# Please Read Prior To Posting Videos



## pjk (Oct 25, 2013)

Welcome to the Speedsolving.com Video Gallery.

This forum is dedicated to simply sharing any type of puzzle or puzzle related videos. This will be a nice place to discuss, watch, and share your own and your favorite puzzle videos. A couple of rules that we would appreciate you follow:
*1)* When you post videos, please make the title as descriptive as possible. Please don't just say "Puzzle Video"; instead, be descriptive, such as: "Patrick Kelly 14.91 second - 3x3 Speedsolve".
*2)* When you post the link to a video, it will automatically embed it in the forum so it can be watched while browsing the thread.
*3)* Please place a maximum of 3 videos per post. For example, if you have 6 videos, you can either create 6 new threads with descriptive titles, or create 3 threads describing two videos in the title each. The reason behind this is so you don't have 20 videos loading on a single page at a time, and it will allow force you to separate videos to give better descriptions.

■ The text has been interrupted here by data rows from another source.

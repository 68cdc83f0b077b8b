use std::path::PathBuf;

/// Unique identifier for a declaration (file + byte range)
#[derive(Debug, Clone, PartialEq, Eq, Hash, PartialOrd, Ord)]
pub struct DeclarationId {
    pub file: PathBuf,
    pub start_byte: usize,
    pub end_byte: usize,
}

impl DeclarationId {
    pub fn new(file: PathBuf, start_byte: usize, end_byte: usize) -> Self {
        Self {
            file,
            start_byte,
            end_byte,
        }
    }
}

/// Source location of a node
#[derive(Debug, Clone, PartialEq, Eq, Hash)]
pub struct Location {
    pub file: PathBuf,
    /// 1-based line
    pub line: usize,
    /// 1-based column
    pub column: usize,
    pub start_byte: usize,
    pub end_byte: usize,
}

impl Location {
    pub fn new(
        file: PathBuf,
        line: usize,
        column: usize,
        start_byte: usize,
        end_byte: usize,
    ) -> Self {
        Self {
            file,
            line,
            column,
            start_byte,
            end_byte,
        }
    }

    /// Whether `other` lies inside this location's byte range
    pub fn contains(&self, other: &Location) -> bool {
        self.file == other.file
            && self.start_byte <= other.start_byte
            && other.end_byte <= self.end_byte
    }

    pub fn len(&self) -> usize {
        self.end_byte.saturating_sub(self.start_byte)
    }

    pub fn is_empty(&self) -> bool {
        self.len() == 0
    }
}

/// Source language of a declaration
#[derive(Debug, Clone, Copy, PartialEq, Eq, Hash)]
pub enum Language {
    Kotlin,
    Java,
    Xml,
}

impl Language {
    pub fn as_str(&self) -> &'static str {
        match self {
            Language::Kotlin => "kotlin",
            Language::Java => "java",
            Language::Xml => "xml",
        }
    }
}

/// Kinds of declarations tracked in the project model
#[derive(Debug, Clone, Copy, PartialEq, Eq, Hash)]
pub enum DeclarationKind {
    Class,
    Interface,
    Enum,
    Object,
    CompanionObject,
    Method,
    Field,
}

impl DeclarationKind {
    pub fn display_name(&self) -> &'static str {
        match self {
            DeclarationKind::Class => "class",
            DeclarationKind::Interface => "interface",
            DeclarationKind::Enum => "enum",
            DeclarationKind::Object => "object",
            DeclarationKind::CompanionObject => "companion object",
            DeclarationKind::Method => "method",
            DeclarationKind::Field => "field",
        }
    }

    /// Declarations that introduce a type
    pub fn is_type(&self) -> bool {
        matches!(
            self,
            DeclarationKind::Class
                | DeclarationKind::Interface
                | DeclarationKind::Enum
                | DeclarationKind::Object
                | DeclarationKind::CompanionObject
        )
    }
}

/// A parsed annotation usage such as `@Database(version = 2)`
#[derive(Debug, Clone, PartialEq)]
pub struct Annotation {
    /// Name as written (may be qualified)
    pub name: String,
    pub arguments: Vec<AnnotationArgument>,
    pub location: Location,
}

impl Annotation {
    pub fn simple_name(&self) -> &str {
        self.name.rsplit('.').next().unwrap_or(&self.name)
    }

    /// Compare by simple name, so `androidx.room.Database` matches `Database`
    pub fn is(&self, name: &str) -> bool {
        self.simple_name() == simple_type_name(name)
    }

    /// Look up a named argument. A single positional argument answers to `value`.
    pub fn argument(&self, name: &str) -> Option<&AnnotationArgument> {
        self.arguments
            .iter()
            .find(|a| a.name.as_deref() == Some(name))
            .or_else(|| {
                if name == "value" {
                    self.arguments.iter().find(|a| a.name.is_none())
                } else {
                    None
                }
            })
    }

    /// Look up an argument by name, falling back to the `position`-th
    /// positional argument (`AutoMigration(1, 2)` in Kotlin)
    pub fn argument_at(&self, name: &str, position: usize) -> Option<&AnnotationArgument> {
        self.arguments
            .iter()
            .find(|a| a.name.as_deref() == Some(name))
            .or_else(|| {
                self.arguments
                    .iter()
                    .filter(|a| a.name.is_none())
                    .nth(position)
            })
    }

    /// All string literals among the arguments, with arrays flattened
    pub fn string_values(&self) -> Vec<&str> {
        let mut values = Vec::new();
        for arg in &self.arguments {
            arg.value.collect_strings(&mut values);
        }
        values
    }
}

#[derive(Debug, Clone, PartialEq)]
pub struct AnnotationArgument {
    /// `None` for positional arguments
    pub name: Option<String>,
    pub value: Expr,
    pub location: Location,
}

/// Simplified expression tree, enough to evaluate constants and classify
/// initializers and call arguments.
#[derive(Debug, Clone, PartialEq)]
pub enum Expr {
    Int(i64),
    Str(String),
    Bool(bool),
    Null,
    /// Any other literal (char, float) kept as source text
    Literal(String),
    /// Identifier or dotted path, e.g. `DATABASE_VERSION` or `Foo.BAR`
    Reference(String),
    /// `Foo.class` / `Foo::class`
    ClassLiteral(String),
    Array(Vec<Expr>),
    Annotation(Box<Annotation>),
    Call {
        receiver: Option<String>,
        name: String,
    },
    /// Object creation; holds the simple type name
    New(String),
    Lambda,
    /// String concatenation operands in source order
    Concat(Vec<Expr>),
    Other(String),
}

impl Expr {
    pub fn as_int(&self) -> Option<i64> {
        match self {
            Expr::Int(v) => Some(*v),
            _ => None,
        }
    }

    pub fn as_bool(&self) -> Option<bool> {
        match self {
            Expr::Bool(v) => Some(*v),
            _ => None,
        }
    }

    pub fn as_str(&self) -> Option<&str> {
        match self {
            Expr::Str(s) => Some(s),
            _ => None,
        }
    }

    /// True when evaluating this expression cannot run code or load classes.
    ///
    /// Unknown shapes (`Other`) count as safe: without proof of a call we do
    /// not report.
    pub fn is_inert(&self) -> bool {
        match self {
            Expr::Int(_)
            | Expr::Str(_)
            | Expr::Bool(_)
            | Expr::Null
            | Expr::Literal(_)
            | Expr::Reference(_)
            | Expr::ClassLiteral(_)
            | Expr::Other(_) => true,
            Expr::Array(items) | Expr::Concat(items) => items.iter().all(Expr::is_inert),
            Expr::Annotation(_) | Expr::Call { .. } | Expr::New(_) | Expr::Lambda => false,
        }
    }

    /// Short human-readable description used in messages
    pub fn describe(&self) -> String {
        match self {
            Expr::Call {
                receiver: Some(r),
                name,
            } => format!("call to {}.{}()", r, name),
            Expr::Call {
                receiver: None,
                name,
            } => format!("call to {}()", name),
            Expr::New(ty) => format!("construction of {}", ty),
            Expr::Lambda => "lambda".to_string(),
            Expr::Annotation(a) => format!("@{}", a.name),
            Expr::Array(_) => "array".to_string(),
            Expr::Concat(_) => "string concatenation".to_string(),
            Expr::Int(v) => v.to_string(),
            Expr::Str(s) => format!("\"{}\"", s),
            Expr::Bool(b) => b.to_string(),
            Expr::Null => "null".to_string(),
            Expr::Literal(s) | Expr::Reference(s) | Expr::Other(s) => s.clone(),
            Expr::ClassLiteral(s) => format!("{}.class", s),
        }
    }

    fn collect_strings<'a>(&'a self, out: &mut Vec<&'a str>) {
        match self {
            Expr::Str(s) => out.push(s),
            Expr::Array(items) => {
                for item in items {
                    item.collect_strings(out);
                }
            }
            _ => {}
        }
    }
}

/// A declaration in the project model
#[derive(Debug, Clone)]
pub struct Declaration {
    pub id: DeclarationId,
    pub name: String,
    pub kind: DeclarationKind,
    pub location: Location,
    pub language: Language,
    /// Enclosing declaration
    pub parent: Option<DeclarationId>,
    pub annotations: Vec<Annotation>,
    /// Keyword modifiers (`public`, `static`, `const`, `abstract`, ...)
    pub modifiers: Vec<String>,
    /// Supertypes as written in source
    pub super_types: Vec<String>,
    /// Declared type of a field, or return type of a method
    pub type_name: Option<String>,
    /// Field initializer
    pub initializer: Option<Expr>,
}

impl Declaration {
    pub fn new(
        id: DeclarationId,
        name: String,
        kind: DeclarationKind,
        location: Location,
        language: Language,
    ) -> Self {
        Self {
            id,
            name,
            kind,
            location,
            language,
            parent: None,
            annotations: Vec::new(),
            modifiers: Vec::new(),
            super_types: Vec::new(),
            type_name: None,
            initializer: None,
        }
    }

    pub fn annotation(&self, name: &str) -> Option<&Annotation> {
        self.annotations.iter().find(|a| a.is(name))
    }

    pub fn has_modifier(&self, modifier: &str) -> bool {
        self.modifiers.iter().any(|m| m == modifier)
    }

    /// `static final` in Java or `const` in Kotlin
    pub fn is_constant(&self) -> bool {
        match self.language {
            Language::Java => self.has_modifier("static") && self.has_modifier("final"),
            Language::Kotlin => self.has_modifier("const"),
            Language::Xml => false,
        }
    }
}

/// A method call or constructor invocation
#[derive(Debug, Clone)]
pub struct CallSite {
    /// Receiver expression as written, e.g. `SystemProperties` or `context`
    pub receiver: Option<String>,
    /// Method name, or simple type name for constructors
    pub name: String,
    pub arguments: Vec<Expr>,
    pub kind: CallKind,
    pub location: Location,
    pub language: Language,
}

#[derive(Debug, Clone, Copy, PartialEq, Eq)]
pub enum CallKind {
    Method,
    Constructor,
}

/// An import directive
#[derive(Debug, Clone, PartialEq, Eq)]
pub struct Import {
    pub path: String,
    pub wildcard: bool,
    pub alias: Option<String>,
}

impl Import {
    /// Name the import binds in the file, if any
    pub fn bound_name(&self) -> Option<&str> {
        if self.wildcard {
            return None;
        }
        self.alias
            .as_deref()
            .or_else(|| self.path.rsplit('.').next())
    }
}

/// Per-file symbol context
#[derive(Debug, Clone)]
pub struct FileContext {
    pub path: PathBuf,
    pub language: Language,
    pub package: Option<String>,
    pub imports: Vec<Import>,
}

impl FileContext {
    pub fn new(path: PathBuf, language: Language) -> Self {
        Self {
            path,
            language,
            package: None,
            imports: Vec::new(),
        }
    }
}

/// An application component declared in `AndroidManifest.xml`
#[derive(Debug, Clone)]
pub struct ManifestComponent {
    /// Element tag, e.g. `service`
    pub tag: String,
    /// Fully qualified component class name (relative names are expanded)
    pub name: Option<String>,
    pub process: Option<String>,
    /// Rule ids listed in `tools:ignore`
    pub ignored: Vec<String>,
    pub location: Location,
}

/// Reduce a type as written to its simple name:
/// `androidx.room.RoomDatabase` -> `RoomDatabase`, `List<Foo>?` -> `List`
pub fn simple_type_name(written: &str) -> &str {
    let base = written.split('<').next().unwrap_or(written);
    let base = base.trim().trim_end_matches('?').trim_end_matches("[]").trim();
    base.rsplit('.').next().unwrap_or(base).trim()
}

Lastly, please keep everything appropriate. If something is questionable, please PM me or one of the moderators prior to posting. I think that should be it for now.

Have fun watching


----------



## mark49152 (Oct 25, 2013)

On the mobile client, YouTube and Vimeo just result in a blank white space - no video and no link.

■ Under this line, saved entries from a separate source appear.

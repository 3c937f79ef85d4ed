//! Shared domain models.

use serde::{Deserialize, Serialize};

/// A single title held by the library.
///
/// Field names on disk keep the layout of the legacy flat file so existing
/// data files load unchanged.
#[derive(Debug, Clone, PartialEq, Eq, Serialize, Deserialize)]
pub struct Book {
    /// Title as entered; unique within a library under case-insensitive comparison.
    #[serde(rename = "book_title")]
    pub title: String,
    /// Author credit. Not unique.
    #[serde(rename = "book_author")]
    pub author: String,
    /// Year of publication.
    pub publication_year: u32,
    /// Copies currently on the shelf.
    pub available_copies: u32,
}

impl Book {
    /// Build a new record.
    pub fn new(
        title: impl Into<String>,
        author: impl Into<String>,
        publication_year: u32,
        available_copies: u32,
    ) -> Self {
        Self {
            title: title.into(),
            author: author.into(),
            publication_year,
            available_copies,
        }
    }

    /// Exact title match ignoring case.
    pub fn title_matches(&self, title: &str) -> bool {
        normalize_title(&self.title) == normalize_title(title)
    }

    /// Whether `query` appears anywhere in the title, ignoring case.
    ///
    /// An empty query matches every book.
    pub fn title_contains(&self, query: &str) -> bool {
        normalize_title(&self.title).contains(&normalize_title(query))
    }
}

/// Case-folded form of a title used for every lookup.
pub fn normalize_title(title: &str) -> String {
    title.to_lowercase()
}
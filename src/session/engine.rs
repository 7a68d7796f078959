use super::rate_limit::RateLimit;
use super::session_status::SessionStatus;
use std::cell::{Cell, RefCell};
use std::rc::Rc;

/// Callback invoked with the new mode every time the alternative speed limits are switched.
pub type AltSpeedsCallback = Rc<dyn Fn(bool)>;

/// Handle returned by `SessionEngine::subscribe_alt_speeds_changed`, used to unsubscribe.
#[derive(Debug, Clone, Copy, PartialEq, Eq, Hash)]
pub struct SubscriptionId(u64);

impl SubscriptionId {
    pub fn new(id: u64) -> Self {
        Self(id)
    }
}

/// The torrent session as seen from the UI thread.
///
/// Implementors must not hold any internal borrow while invoking the
/// alternative speeds callbacks, since callbacks read the session back.
pub trait SessionEngine {
    fn status(&self) -> SessionStatus;

    fn download_rate_limit(&self) -> RateLimit;

    fn upload_rate_limit(&self) -> RateLimit;

    fn set_download_rate_limit(&self, limit: RateLimit);

    fn set_upload_rate_limit(&self, limit: RateLimit);

    /// Switches between the regular and the alternative speed limits and
    /// notifies every subscriber.
    fn use_alternative_speeds_limit(&self, alternative: bool);

    fn subscribe_alt_speeds_changed(&self, callback: AltSpeedsCallback) -> SubscriptionId;

    fn unsubscribe(&self, id: SubscriptionId);
}

/// Subscriber list for the "alternative speeds mode changed" notification.
#[derive(Default)]
pub struct AltSpeedsObservers {
    next_id: Cell<u64>,
    callbacks: RefCell<Vec<(SubscriptionId, AltSpeedsCallback)>>,
}

impl AltSpeedsObservers {
    pub fn new() -> Self {
        Self::default()
    }

    pub fn subscribe(&self, callback: AltSpeedsCallback) -> SubscriptionId {
        let id = SubscriptionId::new(self.next_id.get());
        self.next_id.set(self.next_id.get() + 1);
        self.callbacks.borrow_mut().push((id, callback));
        id
    }

    pub fn unsubscribe(&self, id: SubscriptionId) {
        self.callbacks
            .borrow_mut()
            .retain(|(subscription, _)| *subscription != id);
    }

    pub fn len(&self) -> usize {
        self.callbacks.borrow().len()
    }

    pub fn is_empty(&self) -> bool {
        self.len() == 0
    }

    /// Calls every subscriber. The list is copied first so a callback may
    /// subscribe or unsubscribe while being notified.
    pub fn notify(&self, alternative: bool) {
        let callbacks: Vec<AltSpeedsCallback> = self
            .callbacks
            .borrow()
            .iter()
            .map(|(_, callback)| callback.clone())
            .collect();
        for callback in callbacks {
            callback(alternative);
        }
    }
}

#[cfg(test)]
mod tests {
    use super::*;

    #[test]
    fn test_notify_reaches_every_subscriber() {
        let observers = AltSpeedsObservers::new();
        let received = Rc::new(RefCell::new(Vec::new()));

        for name in ["first", "second"] {
            let received = received.clone();
            observers.subscribe(Rc::new(move |alternative: bool| {
                received.borrow_mut().push((name, alternative))
            }));
        }
        observers.notify(true);

        assert_eq!(*received.borrow(), vec![("first", true), ("second", true)]);
    }

    #[test]
    fn test_unsubscribed_callback_is_not_called() {
        let observers = AltSpeedsObservers::new();
        let calls = Rc::new(Cell::new(0));

        let calls_clone = calls.clone();
        let id = observers.subscribe(Rc::new(move |_: bool| calls_clone.set(calls_clone.get() + 1)));
        observers.notify(false);
        observers.unsubscribe(id);
        observers.notify(true);

        assert_eq!(calls.get(), 1);
        assert!(observers.is_empty());
    }

    #[test]
    fn test_subscription_ids_are_unique() {
        let observers = AltSpeedsObservers::new();

        let first = observers.subscribe(Rc::new(|_: bool| {}));
        let second = observers.subscribe(Rc::new(|_: bool| {}));

        assert_ne!(first, second);
        assert_eq!(observers.len(), 2);
    }

    #[test]
    fn test_callback_can_unsubscribe_itself() {
        let observers = Rc::new(AltSpeedsObservers::new());
        let own_id = Rc::new(Cell::new(None));

        let observers_clone = observers.clone();
        let own_id_clone = own_id.clone();
        let id = observers.subscribe(Rc::new(move |_: bool| {
            if let Some(id) = own_id_clone.get() {
                observers_clone.unsubscribe(id);
            }
        }));
        own_id.set(Some(id));
        observers.notify(true);

        assert!(observers.is_empty());
    }
}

The YouTube HD example above gives a "something went wrong" and the Viddler a 404 error.


----------



## pjk (Jan 11, 2015)

mark49152 said:


> On the mobile client, YouTube and Vimeo just result in a blank white space - no video and no link.
> 
> The YouTube HD example above gives a "something went wrong" and the Viddler a 404 error.

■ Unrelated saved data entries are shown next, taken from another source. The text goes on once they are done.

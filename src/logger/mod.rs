pub mod constants;
pub mod log_level;
pub mod logger_error;
pub mod logger_receiver;
pub mod logger_sender;
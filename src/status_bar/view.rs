use super::snapshot::BarSnapshot;
use std::time::Duration;

/// How the alternative speed limits button looks for a given mode.
#[derive(Debug, Clone, PartialEq, Eq)]
pub struct AltSpeedsButton {
    pub icon_name: &'static str,
    pub tooltip: &'static str,
    pub pressed: bool,
}

impl AltSpeedsButton {
    pub fn for_mode(alternative: bool) -> Self {
        if alternative {
            Self {
                icon_name: "media-seek-backward",
                tooltip: "Click to switch to regular speed limits",
                pressed: true,
            }
        } else {
            Self {
                icon_name: "media-seek-forward",
                tooltip: "Click to switch to alternative speed limits",
                pressed: false,
            }
        }
    }
}

/// Warning inserted at the start of the bar when the application must be restarted.
#[derive(Debug, Clone, PartialEq, Eq)]
pub struct RestartBanner {
    pub icon_name: &'static str,
    pub text: &'static str,
}

/// Display surface the status bar pushes its state into.
pub trait BarView {
    fn render(&self, snapshot: &BarSnapshot);

    fn set_dht_visible(&self, visible: bool);

    fn set_alt_speeds_button(&self, button: &AltSpeedsButton);

    /// Shows `message` in the bar's message area and removes it after `timeout`.
    fn show_message(&self, message: &str, timeout: Duration);

    /// Inserts `banner` before every other element. Each call inserts a new one.
    fn insert_restart_banner(&self, banner: &RestartBanner);
}
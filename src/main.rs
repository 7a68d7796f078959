use dtorrent_statusbar::app::app_error::StatusBarAppError;
use dtorrent_statusbar::app::error_message::ErrorMessage;
use dtorrent_statusbar::ui::setup;
use gtk::gio::ApplicationFlags;
use gtk::prelude::*;
use gtk::Application;
use std::env;

fn main() -> Result<(), StatusBarAppError> {
    if env::args().count() != 2 {
        return Err(StatusBarAppError::ArgumentError(ErrorMessage::new(
            "Incorrect number of arguments. Only the path to the configuration file should be passed".to_string(),
        )));
    };

    let app = Application::builder()
        .application_id("ar.uba.fi.dtorrent.statusbar")
        .flags(ApplicationFlags::HANDLES_OPEN)
        .build();

    app.connect_open(|app, files, _hint| {
        if let Err(err) = setup::build_ui(app, files) {
            eprintln!("{:?}", err);
        }
    });

    app.run();
    Ok(())
}
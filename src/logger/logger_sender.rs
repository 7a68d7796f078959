use super::log_level::{LogLevel, LogRecord};
use super::logger_error::LoggerError;
use std::sync::mpsc::Sender;

/// A LoggerSender representing the sender channel connected to a Logger.
///
/// It only ships the level and the text; the receiving side decides what gets
/// written and how it is tagged.
#[derive(Debug, Clone)]
pub struct LoggerSender {
    sender_clone: Sender<LogRecord>,
}

impl LoggerSender {
    /// Creates a new LoggerSender from a clone of an existing sender.
    pub fn new(sender_clone: Sender<LogRecord>) -> Self {
        Self { sender_clone }
    }

    /// Sends a record to the log connected to the LoggerSender.
    ///
    /// It returns an error if:
    /// - Couldn't send the record to the receiver
    pub fn send(&self, record: LogRecord) -> Result<(), LoggerError> {
        self.sender_clone
            .send(record)
            .map_err(|err| LoggerError::SendError(err.0.text))
    }

    pub fn debug(&self, value: &str) {
        self.log(LogLevel::Debug, value);
    }

    pub fn info(&self, value: &str) {
        self.log(LogLevel::Info, value);
    }

    pub fn warn(&self, value: &str) {
        self.log(LogLevel::Warn, value);
    }

    pub fn error(&self, value: &str) {
        self.log(LogLevel::Error, value);
    }

    fn log(&self, level: LogLevel, value: &str) {
        if let Err(err) = self.send(LogRecord::new(level, value)) {
            eprintln!("Couldn't write to the log: {:?}", err);
        }
    }
}

#[cfg(test)]
mod tests {
    use super::*;
    use std::sync::mpsc::channel;

    #[test]
    fn test_helpers_send_their_level() {
        let (sender, receiver) = channel();
        let logger_sender = LoggerSender::new(sender);

        logger_sender.debug("one");
        logger_sender.info("two");
        logger_sender.warn("three");
        logger_sender.error("four");

        let records: Vec<LogRecord> = receiver.try_iter().collect();
        assert_eq!(
            records,
            vec![
                LogRecord::new(LogLevel::Debug, "one"),
                LogRecord::new(LogLevel::Info, "two"),
                LogRecord::new(LogLevel::Warn, "three"),
                LogRecord::new(LogLevel::Error, "four"),
            ]
        );
    }

    #[test]
    fn test_send_without_receiver_fails() {
        let (sender, receiver) = channel();
        drop(receiver);
        let logger_sender = LoggerSender::new(sender);

        assert!(matches!(
            logger_sender.send(LogRecord::new(LogLevel::Info, "lost")),
            Err(LoggerError::SendError(msg)) if msg == "lost"
        ));
        logger_sender.warn("lost too");
    }
}
pub mod app_error;
pub mod error_message;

I know this is an old reply. If you're still experiencing any video issues now on mobile or desktop, please let me know.


----------



## Nicky Steingraber (Mar 22, 2018)

Can you post State Record solves?


----------



## Brest (Mar 23, 2018)

Nicky Steingraber said:


> Can you post State Record solves?


non-WCA records belong in Puzzle Solving Videos


----------



## pjk (Sep 18, 2018)

I've just added the [NR] prefix which wasn't there before. This way if a national record is broken, you can use the [NR] prefix and specific the country in the title.


----------